R is available on Wynton HPC via a contributed environment module.
To load the R module available in the CBI software stack, do:
[alice@dev1 ~]$ module load CBI
[alice@dev1 ~]$ module load r
which provides access to a modern version of R:
[alice@dev1 ~]$ R
R version 4.4.0 (2024-04-24) -- "Puppy Cup"
Copyright (C) 2024 The R Foundation for Statistical Computing
Platform: x86_64-pc-linux-gnu
R is free software and comes with ABSOLUTELY NO WARRANTY.
You are welcome to redistribute it under certain conditions.
Type 'license()' or 'licence()' for distribution details.
Natural language support but running in an English locale
R is a collaborative project with many contributors.
Type 'contributors()' for more information and
'citation()' on how to cite R or R packages in publications.
Type 'demo()' for some demos, 'help()' for on-line help, or
'help.start()' for an HTML browser interface to help.
Type 'q()' to quit R.
> 1+2
[1] 3
> quit()
Save workspace image? [y/n/c]: n
[alice@dev1 ~]$
To use an older version of R, specify the version when you load R, e.g.
[alice@dev1 ~]$ module load CBI
[alice@dev1 ~]$ module load r/3.5.3
In order to run R in jobs, the above R environment module needs to be
loaded just as when you run it interactively on a development node.
For example, to run the my_script.R
script, the job script should at
a minimum contain:
#! /usr/bin/env bash
#$ -S /bin/bash
#$ -cwd
module load CBI
module load r
Rscript my_script.R
R 4.4.0 was release on 2024-04-24 and Bioconductor 3.19 on 2024-05-01. As of 2024-05-03, there were 20,684 packages on CRAN and 3,578 packages on Bioconductor 3.19.
On 2024-05-03, we confirmed that 20,614 CRAN packages and 3,560 Bioconductor 3.19 packages install out of the box when following the below instructions. The packages that failed to install do so either because they depend on a system library that is not available on the cluster, or because they have bugs preventing them from being installed out of the box. If you need to install any of those, please reach out on one of the support channels.
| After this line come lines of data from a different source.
//! Command-line flags for the `hexisle` binary.

use std::path::PathBuf;

use clap::Parser;

use crate::Config;

/// Procedural low-poly hex island.
///
/// Flags override the matching values in `config.ron`.
#[derive(Parser, Debug, Default)]
#[command(name = "hexisle", about = "Procedural low-poly hex island")]
pub struct CliArgs {
    /// Window width.
    #[arg(long)]
    pub width: Option<u32>,

    /// Window height.
    #[arg(long)]
    pub height: Option<u32>,

    /// Terrain noise seed.
    #[arg(long)]
    pub seed: Option<u64>,

    /// Seed for decoration and cloud placement.
    #[arg(long)]
    pub random_seed: Option<u64>,

    /// Log level (error, warn, info, debug, trace).
    #[arg(long)]
    pub log_level: Option<String>,

    /// Path to config directory (overrides default location).
    #[arg(long)]
    pub config: Option<PathBuf>,

    /// Directory containing textures and the environment map.
    #[arg(long)]
    pub assets: Option<PathBuf>,

    /// Generate the island, log its statistics and exit without opening a window.
    #[arg(long)]
    pub headless: bool,
}

impl Config {
    /// Apply CLI overrides to a loaded config.
    pub fn apply_cli_overrides(&mut self, args: &CliArgs) {
        if let Some(w) = args.width {
            self.window.width = w;
        }
        if let Some(h) = args.height {
            self.window.height = h;
        }
        if let Some(seed) = args.seed {
            self.terrain.seed = seed;
        }
        if let Some(seed) = args.random_seed {
            self.debug.random_seed = seed;
        }
        if let Some(ref level) = args.log_level {
            self.debug.log_level = level.clone();
        }
        if let Some(ref dir) = args.assets {
            self.assets.directory = dir.clone();
        }
    }
}

#[cfg(test)]
mod tests {
    use super::*;

    #[test]
    fn test_cli_override() {
        let mut config = Config::default();
        let args = CliArgs {
            width: Some(1920),
            seed: Some(1234),
            assets: Some(PathBuf::from("/data/island")),
            ..Default::default()
        };
        config.apply_cli_overrides(&args);
        assert_eq!(config.window.width, 1920);
        assert_eq!(config.terrain.seed, 1234);
        assert_eq!(config.assets.directory, PathBuf::from("/data/island"));
        // untouched
        assert_eq!(config.window.height, 720);
        assert_eq!(config.debug.random_seed, 0);
    }

    #[test]
    fn test_cli_no_override() {
        let mut config = Config::default();
        config.apply_cli_overrides(&CliArgs::default());
        assert_eq!(config, Config::default());
    }

    #[test]
    fn test_parse_flags() {
        let args = CliArgs::parse_from([
            "hexisle",
            "--seed",
            "5",
            "--random-seed",
            "6",
            "--log-level",
            "debug",
            "--headless",
        ]);
        assert_eq!(args.seed, Some(5));
        assert_eq!(args.random_seed, Some(6));
        assert_eq!(args.log_level.as_deref(), Some("debug"));
        assert!(args.headless);
        assert!(args.config.is_none());
    }
}
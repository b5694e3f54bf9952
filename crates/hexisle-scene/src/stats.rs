use hexisle_terrain::MaterialClass;

/// Counters collected during one generation pass.
#[derive(Debug, Clone, Default, PartialEq, Eq)]
pub struct GenerationStats {
    /// Coordinates visited in the iteration range.
    pub candidates: usize,
    pub culled_by_radius: usize,
    /// Tiles dropped because their height sample was not a finite number.
    pub culled_non_finite: usize,
    pub tiles: [usize; 5],
    pub vertices: [usize; 5],
    pub rocks: usize,
    pub trees: usize,
    pub clouds: u32,
}

impl GenerationStats {
    pub fn surviving(&self) -> usize {
        self.tiles.iter().sum()
    }

    pub fn tiles_in(&self, class: MaterialClass) -> usize {
        self.tiles[class.index()]
    }

    pub fn vertices_in(&self, class: MaterialClass) -> usize {
        self.vertices[class.index()]
    }

    pub fn log_summary(&self) {
        tracing::info!(
            candidates = self.candidates,
            surviving = self.surviving(),
            culled_by_radius = self.culled_by_radius,
            culled_non_finite = self.culled_non_finite,
            rocks = self.rocks,
            trees = self.trees,
            clouds = self.clouds,
            "Island assembled"
        );
        for class in MaterialClass::ALL {
            tracing::debug!(
                class = %class,
                tiles = self.tiles_in(class),
                vertices = self.vertices_in(class),
                "Terrain batch"
            );
        }
    }
}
The majority of R packages are available from CRAN (Comprehensive R Archive Network). Another dominant repository of R packages is Bioconductor, which provides R packages with a focus on bioinformatics. Packages available from Bioconductor are not available on CRAN, and vice versa. At times, you will find online instructions for installing R packages hosted on, for instance, GitHub and GitLab. Before installing an R package from such sources, we highly recommend to install the package from CRAN or Bioconductor, if it is available there, because packages hosted on the latter are stable releases and often better tested.
Before continuing, it is useful to understand where R packages looks for locally installed R packages. There are three locations that R considers:
Your personal R package library. This is located under ~/R/
,
e.g. ~/R/rocky8-x86_64-pc-linux-gnu-library/4.4-CBI-gcc13/
(optional) A site-wide R package library (not used on Wynton HPC)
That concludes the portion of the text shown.